╭──
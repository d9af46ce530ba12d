//! Typed identifiers for every table the service owns.
//!
//! All of them are UUIDs on the wire and in Postgres. Wrapping each one in
//! its own type means a bus id handed to a query that expects a class id is
//! a type error rather than a silent empty result.

use serde::{Deserialize, Serialize};
use std::{fmt, str::FromStr};
use utoipa::ToSchema;
use uuid::Uuid;

/// Declares one identifier type per name.
///
/// Serde and sqlx see straight through the wrapper, so JSON carries the bare
/// UUID string and columns stay `UUID` (arrays included, for `= ANY($1)`).
/// The OpenAPI schema is a `uuid`-formatted string.
macro_rules! entity_ids {
    ($($(#[$doc:meta])* $name:ident;)+) => {$(
        $(#[$doc])*
        #[derive(
            Clone, Copy, PartialEq, Eq, PartialOrd, Ord, Hash,
            Serialize, Deserialize, sqlx::Type, ToSchema,
        )]
        #[serde(transparent)]
        #[sqlx(transparent)]
        #[schema(value_type = String, format = "uuid")]
        pub struct $name(pub Uuid);

        impl $name {
            /// Fresh random (v4) id.
            pub fn new() -> Self {
                Self(Uuid::new_v4())
            }

            /// Fixed id, handy for fixtures.
            pub const fn from_u128(value: u128) -> Self {
                Self(Uuid::from_u128(value))
            }

            pub const fn nil() -> Self {
                Self(Uuid::nil())
            }

            pub fn is_nil(&self) -> bool {
                self.0.is_nil()
            }

            pub const fn into_inner(self) -> Uuid {
                self.0
            }
        }

        impl Default for $name {
            fn default() -> Self {
                Self::new()
            }
        }

        impl fmt::Debug for $name {
            fn fmt(&self, f: &mut fmt::Formatter<'_>) -> fmt::Result {
                f.debug_tuple(stringify!($name)).field(&format_args!("{}", self.0)).finish()
            }
        }

        impl fmt::Display for $name {
            fn fmt(&self, f: &mut fmt::Formatter<'_>) -> fmt::Result {
                fmt::Display::fmt(&self.0, f)
            }
        }

        impl From<Uuid> for $name {
            fn from(value: Uuid) -> Self {
                Self(value)
            }
        }

        impl From<$name> for Uuid {
            fn from(id: $name) -> Self {
                id.0
            }
        }

        impl FromStr for $name {
            type Err = uuid::Error;

            fn from_str(s: &str) -> Result<Self, Self::Err> {
                s.parse().map(Self)
            }
        }
    )+};
}

entity_ids! {
    /// A student on the roll.
    StudentId;
    /// A member of teaching staff.
    TeacherId;
    /// A grade, e.g. "Grade 5".
    ClassId;
    /// A section belonging to one class.
    SectionId;
    SubjectId;
    /// A school bus route.
    BusId;
    /// A slot in the daily bell schedule.
    PeriodId;
    /// One timetable entry.
    ScheduleId;
    /// A fee bill issued to a student.
    FeeId;
    FeeItemId;
    PaymentId;
}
╰──
Output all of the data in full, exactly as given.

repository d9af46ce530ba12d
//! Typed identifiers for every table the service owns.
//!
//! All of them are UUIDs on the wire and in Postgres. Wrapping each one in
//! its own type means a bus id handed to a query that expects a class id is
//! a type error rather than a silent empty result.

use serde::{Deserialize, Serialize};
use std::{fmt, str::FromStr};
use utoipa::ToSchema;
use uuid::Uuid;

/// Declares one identifier type per name.
///
/// Serde and sqlx see straight through the wrapper, so JSON carries the bare
/// UUID string and columns stay `UUID` (arrays included, for `= ANY($1)`).
/// The OpenAPI schema is a `uuid`-formatted string.
macro_rules! entity_ids {
    ($($(#[$doc:meta])* $name:ident;)+) => {$(
        $(#[$doc])*
        #[derive(
            Clone, Copy, PartialEq, Eq, PartialOrd, Ord, Hash,
            Serialize, Deserialize, sqlx::Type, ToSchema,
        )]
        #[serde(transparent)]
        #[sqlx(transparent)]
        #[schema(value_type = String, format = "uuid")]
        pub struct $name(pub Uuid);

        impl $name {
            /// Fresh random (v4) id.
            pub fn new() -> Self {
                Self(Uuid::new_v4())
            }

            /// Fixed id, handy for fixtures.
            pub const fn from_u128(value: u128) -> Self {
                Self(Uuid::from_u128(value))
            }

            pub const fn nil() -> Self {
                Self(Uuid::nil())
            }

            pub fn is_nil(&self) -> bool {
                self.0.is_nil()
            }

            pub const fn into_inner(self) -> Uuid {
                self.0
            }
        }

        impl Default for $name {
            fn default() -> Self {
                Self::new()
            }
        }

        impl fmt::Debug for $name {
            fn fmt(&self, f: &mut fmt::Formatter<'_>) -> fmt::Result {
                f.debug_tuple(stringify!($name)).field(&format_args!("{}", self.0)).finish()
            }
        }

        impl fmt::Display for $name {
            fn fmt(&self, f: &mut fmt::Formatter<'_>) -> fmt::Result {
                fmt::Display::fmt(&self.0, f)
            }
        }

        impl From<Uuid> for $name {
            fn from(value: Uuid) -> Self {
                Self(value)
            }
        }

        impl From<$name> for Uuid {
            fn from(id: $name) -> Self {
                id.0
            }
        }

        impl FromStr for $name {
            type Err = uuid::Error;

            fn from_str(s: &str) -> Result<Self, Self::Err> {
                s.parse().map(Self)
            }
        }
    )+};
}

entity_ids! {
    /// A student on the roll.
    StudentId;
    /// A member of teaching staff.
    TeacherId;
    /// A grade, e.g. "Grade 5".
    ClassId;
    /// A section belonging to one class.
    SectionId;
    SubjectId;
    /// A school bus route.
    BusId;
    /// A slot in the daily bell schedule.
    PeriodId;
    /// One timetable entry.
    ScheduleId;
    /// A fee bill issued to a student.
    FeeId;
    FeeItemId;
    PaymentId;
}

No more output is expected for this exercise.